However, the success of the SIT depends, to a large extent, on the ability of released sterile males to attract and successfully copulate with wild females. This behavioural capability is especially important for species such as C. capitata (and presumably C. rosa), in which females display a high degree of mate selection, apparently based on male courtship performance (Whittier et al. 1992, 1994). Unfortunately, the mass-rearing procedures and irradiation inherent to the SIT usually reduce the mating competitiveness of male flies, and released sterile males typically have a lower mating success than wild males (Röessler 1975; Shelly et al. 1994; Lance et al. 2000). Thus, an important challenge for SIT programmes is the development of simple and inexpensive means to enhance sterile males’ mating performance. In recent years, several studies focused on two possible modifications to the pre-release environment of sterile males to accomplish this goal: the exposure of males to certain semiochemicals and the manipulation of the pre-release adult diet.

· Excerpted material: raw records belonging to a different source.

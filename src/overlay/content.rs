use crate::animation::{
    ease::Ease,
    timeline::{Timeline, TimelineOpts, TimelineStatus, TweenProps, TweenTarget},
};

/// Opacity and vertical offset of the content shown under a covered curtain.
#[derive(Clone, Copy, Debug, PartialEq, serde::Serialize)]
pub struct ContentStyle {
    pub opacity: f64,
    /// Pixels below the resting position.
    pub offset_y: f64,
}

impl ContentStyle {
    pub const HIDDEN: Self = Self {
        opacity: 0.0,
        offset_y: 30.0,
    };
    pub const SHOWN: Self = Self {
        opacity: 1.0,
        offset_y: 0.0,
    };
}

#[derive(Clone, Copy, Debug, PartialEq, Eq)]
pub enum ContentKey {
    Opacity,
    OffsetY,
}

impl TweenTarget<ContentKey> for ContentStyle {
    fn value(&self, key: ContentKey) -> f64 {
        match key {
            ContentKey::Opacity => self.opacity,
            ContentKey::OffsetY => self.offset_y,
        }
    }

    fn set_value(&mut self, key: ContentKey, value: f64) {
        match key {
            ContentKey::Opacity => self.opacity = value.clamp(0.0, 1.0),
            ContentKey::OffsetY => self.offset_y = value,
        }
    }
}

/// Mount state plus the fade-in that plays when content appears.
#[derive(Clone, Debug)]
pub struct ContentFade {
    props: TweenProps,
    style: ContentStyle,
    mounted: bool,
    timeline: Option<Timeline<ContentKey>>,
}

impl Default for ContentFade {
    fn default() -> Self {
        Self::new(TweenProps::new(0.6, Ease::OutQuart))
    }
}

impl ContentFade {
    pub fn new(props: TweenProps) -> Self {
        Self {
            props,
            style: ContentStyle::HIDDEN,
            mounted: false,
            timeline: None,
        }
    }

    /// Mount hidden and start fading in.
    pub fn mount(&mut self) {
        self.mounted = true;
        self.style = ContentStyle::HIDDEN;
        let mut tl = Timeline::new(TimelineOpts::default());
        tl.to(ContentKey::Opacity, ContentStyle::SHOWN.opacity, self.props, 0.0)
            .to(ContentKey::OffsetY, ContentStyle::SHOWN.offset_y, self.props, 0.0);
        self.timeline = Some(tl);
    }

    /// Remove immediately, without a fade.
    pub fn unmount(&mut self) {
        self.mounted = false;
        self.timeline = None;
        self.style = ContentStyle::HIDDEN;
    }

    pub fn is_mounted(&self) -> bool {
        self.mounted
    }

    pub fn is_animating(&self) -> bool {
        self.timeline.is_some()
    }

    /// Current style, `None` while unmounted.
    pub fn style(&self) -> Option<ContentStyle> {
        self.mounted.then_some(self.style)
    }

    pub fn tick(&mut self, dt: f64) {
        let Some(tl) = self.timeline.as_mut() else {
            return;
        };
        if tl.advance(dt, &mut self.style) == TimelineStatus::Complete {
            self.timeline = None;
        }
    }
}

#[cfg(test)]
#[path = "../../tests/unit/overlay/content.rs"]
mod tests;
use crate::foundation::error::{CurtainError, CurtainResult};

/// Easing curves for tweens.
///
/// Every curve maps `[0, 1]` onto `[0, 1]` monotonically, so an eased tween between two
/// in-range heights never leaves the range. Deserialization also accepts the GSAP-style names
/// (`"power3.inOut"`) that motion designers tend to hand over.
#[derive(Clone, Copy, Debug, PartialEq, Eq, serde::Serialize, serde::Deserialize)]
pub enum Ease {
    #[serde(alias = "none", alias = "power0")]
    Linear,
    #[serde(alias = "power1.in")]
    InQuad,
    #[serde(alias = "power1.out", alias = "power1")]
    OutQuad,
    #[serde(alias = "power1.inOut")]
    InOutQuad,
    #[serde(alias = "power2.in")]
    InCubic,
    #[serde(alias = "power2.out", alias = "power2")]
    OutCubic,
    #[serde(alias = "power2.inOut")]
    InOutCubic,
    #[serde(alias = "power3.in")]
    InQuart,
    #[serde(alias = "power3.out", alias = "power3")]
    OutQuart,
    #[serde(alias = "power3.inOut")]
    InOutQuart,
}

impl Ease {
    /// Parse a variant name or GSAP alias, e.g. `"InOutQuart"` or `"power3.inOut"`.
    pub fn parse(name: &str) -> CurtainResult<Self> {
        serde_json::from_value(serde_json::Value::String(name.trim().to_owned()))
            .map_err(|_| CurtainError::validation(format!("unknown ease '{name}'")))
    }

    pub fn apply(self, t: f64) -> f64 {
        let t = t.clamp(0.0, 1.0);
        match self {
            Self::Linear => t,
            Self::InQuad => t * t,
            Self::OutQuad => 1.0 - (1.0 - t) * (1.0 - t),
            Self::InOutQuad => {
                if t < 0.5 {
                    2.0 * t * t
                } else {
                    1.0 - ((-2.0 * t + 2.0).powi(2) / 2.0)
                }
            }
            Self::InCubic => t * t * t,
            Self::OutCubic => 1.0 - (1.0 - t).powi(3),
            Self::InOutCubic => {
                if t < 0.5 {
                    4.0 * t * t * t
                } else {
                    1.0 - ((-2.0 * t + 2.0).powi(3) / 2.0)
                }
            }
            Self::InQuart => t.powi(4),
            Self::OutQuart => 1.0 - (1.0 - t).powi(4),
            Self::InOutQuart => {
                if t < 0.5 {
                    8.0 * t.powi(4)
                } else {
                    1.0 - ((-2.0 * t + 2.0).powi(4) / 2.0)
                }
            }
        }
    }
}

impl std::str::FromStr for Ease {
    type Err = CurtainError;

    fn from_str(s: &str) -> Result<Self, Self::Err> {
        Self::parse(s)
    }
}

#[cfg(test)]
#[path = "../../tests/unit/animation/ease.rs"]
mod tests;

The males of many tephritid species are strongly attracted to certain plant-derived compounds, also called ‘male lures’ or ‘parapheromones’ (Jang and Light 1996). During the last 15 years, a series of studies have demonstrated that some of these attractants may have an important effect on the pheromone production and mating behaviour of males. For example, males of the Oriental fruit fly, Bactrocera dorsalis (Hendel), which feed on pure methyl eugenol (Shelly and Dewire 1994; Tan and Nishida 1996) or natural sources (flowers) of this compound (Shelly 2000, 2002), show a pronounced mating advantage over control (unfed) males. Males that have ingested methyl eugenol display an increased signalling activity and produce a more attractive pheromone (Shelly and Dewire 1994), presumably following the incorporation of certain metabolites of methyl eugenol into their pheromone (Nishida et al. 1997). There is growing evidence that plant substances influence male reproductive behaviour in other Bactrocera spp. as well (Nishida et al. 1993; Hee and Tan 1998; Tan and Nishida 2000).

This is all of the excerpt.